Stored data entries:
^^^^
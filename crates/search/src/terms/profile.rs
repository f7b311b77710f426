//! `{profile.field}`: demographic fields, including the nested
//! `mailingAddress.*` path.

use std::collections::BTreeMap;

use crate::error::ParseError;
use crate::model::{MailingAddress, Profile};
use crate::sql::{JoinClause, SelectClause, SqlFragment};
use crate::store::EnrolleeSearchContext;
use crate::terms::to_snake_case;
use crate::value::{SearchValue, SearchValueType, SearchValueTypeDefinition};

#[derive(Debug, Clone, PartialEq, Eq)]
pub struct ProfileTerm {
    field: String,
}

impl ProfileTerm {
    pub fn new(field: &str) -> Result<Self, ParseError> {
        if !fields().contains_key(field) {
            return Err(ParseError::UnknownField {
                term: "profile".to_string(),
                field: field.to_string(),
            });
        }
        Ok(ProfileTerm {
            field: field.to_string(),
        })
    }

    fn is_address_field(&self) -> bool {
        self.field.starts_with("mailingAddress.")
    }

    pub(crate) fn extract(&self, context: &EnrolleeSearchContext) -> SearchValue {
        let profile = match context.profile.as_ref() {
            Some(profile) => profile,
            None => return SearchValue::Absent,
        };
        match self.field.split_once('.') {
            Some((_, address_field)) => profile
                .mailing_address
                .as_ref()
                .map(|address| extract_address(address, address_field))
                .unwrap_or(SearchValue::Absent),
            None => extract_profile(profile, &self.field),
        }
    }

    pub(crate) fn join_clauses(&self) -> Vec<JoinClause> {
        if self.is_address_field() {
            vec![JoinClause::left(
                "mailing_address",
                "mailing_address",
                SqlFragment::new("profile.mailing_address_id = mailing_address.id"),
            )]
        } else {
            Vec::new()
        }
    }

    pub(crate) fn select_clauses(&self) -> Vec<SelectClause> {
        if self.is_address_field() {
            vec![SelectClause::new("mailing_address", "mailing_address")]
        } else {
            Vec::new()
        }
    }

    pub(crate) fn term_clause(&self) -> String {
        match self.field.split_once('.') {
            Some((_, address_field)) => {
                format!("mailing_address.{}", to_snake_case(address_field))
            }
            None => format!("profile.{}", to_snake_case(&self.field)),
        }
    }

    pub(crate) fn value_type(&self) -> SearchValueTypeDefinition {
        fields().remove(self.field.as_str()).unwrap_or_default()
    }
}

fn extract_profile(profile: &Profile, field: &str) -> SearchValue {
    match field {
        "givenName" => opt_string(&profile.given_name),
        "familyName" => opt_string(&profile.family_name),
        "contactEmail" => opt_string(&profile.contact_email),
        "sexAtBirth" => opt_string(&profile.sex_at_birth),
        "birthDate" => profile
            .birth_date
            .map(SearchValue::Date)
            .unwrap_or(SearchValue::Absent),
        _ => SearchValue::Absent,
    }
}

fn extract_address(address: &MailingAddress, field: &str) -> SearchValue {
    match field {
        "street1" => opt_string(&address.street1),
        "street2" => opt_string(&address.street2),
        "city" => opt_string(&address.city),
        "state" => opt_string(&address.state),
        "postalCode" => opt_string(&address.postal_code),
        "country" => opt_string(&address.country),
        _ => SearchValue::Absent,
    }
}

fn opt_string(value: &Option<String>) -> SearchValue {
    value
        .clone()
        .map(SearchValue::String)
        .unwrap_or(SearchValue::Absent)
}

pub(crate) fn fields() -> BTreeMap<&'static str, SearchValueTypeDefinition> {
    let string = || SearchValueTypeDefinition::of(SearchValueType::String);
    BTreeMap::from([
        ("givenName", string()),
        ("familyName", string()),
        ("contactEmail", string()),
        ("sexAtBirth", string()),
        (
            "birthDate",
            SearchValueTypeDefinition::of(SearchValueType::Date),
        ),
        ("mailingAddress.street1", string()),
        ("mailingAddress.street2", string()),
        ("mailingAddress.city", string()),
        ("mailingAddress.state", string()),
        ("mailingAddress.postalCode", string()),
        ("mailingAddress.country", string()),
    ])
}

#[cfg(test)]
mod tests {
    use super::*;
    use crate::model::Enrollee;

    fn context_with(profile: Profile) -> EnrolleeSearchContext {
        EnrolleeSearchContext::with_profile(Enrollee::default(), profile)
    }

    #[test]
    fn plain_fields_read_profile_columns() {
        let term = ProfileTerm::new("givenName").unwrap();
        assert_eq!(term.term_clause(), "profile.given_name");
        assert!(term.join_clauses().is_empty());

        let profile = Profile {
            given_name: Some("Jonas".into()),
            ..Default::default()
        };
        assert_eq!(
            term.extract(&context_with(profile)),
            SearchValue::String("Jonas".into())
        );
    }

    #[test]
    fn address_fields_join_the_address_table() {
        let term = ProfileTerm::new("mailingAddress.postalCode").unwrap();
        assert_eq!(term.term_clause(), "mailing_address.postal_code");
        assert_eq!(term.join_clauses().len(), 1);
        assert_eq!(term.select_clauses().len(), 1);

        let profile = Profile {
            mailing_address: Some(MailingAddress {
                postal_code: Some("02138".into()),
                ..Default::default()
            }),
            ..Default::default()
        };
        assert_eq!(
            term.extract(&context_with(profile)),
            SearchValue::String("02138".into())
        );
    }

    #[test]
    fn missing_profile_or_address_is_absent() {
        let term = ProfileTerm::new("mailingAddress.city").unwrap();
        let no_profile = EnrolleeSearchContext::new(Enrollee::default());
        assert!(term.extract(&no_profile).is_absent());
        assert!(term.extract(&context_with(Profile::default())).is_absent());
    }

    #[test]
    fn unknown_fields_are_rejected() {
        assert!(ProfileTerm::new("middleName").is_err());
        assert!(ProfileTerm::new("mailingAddress.planet").is_err());
    }
}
^^^^
### [EXERCISE PROMPT]
The expected answer is every line above in which the word "country" appears.

### [RESULT BELOW]
        "country" => opt_string(&address.country),
        ("mailingAddress.country", string()),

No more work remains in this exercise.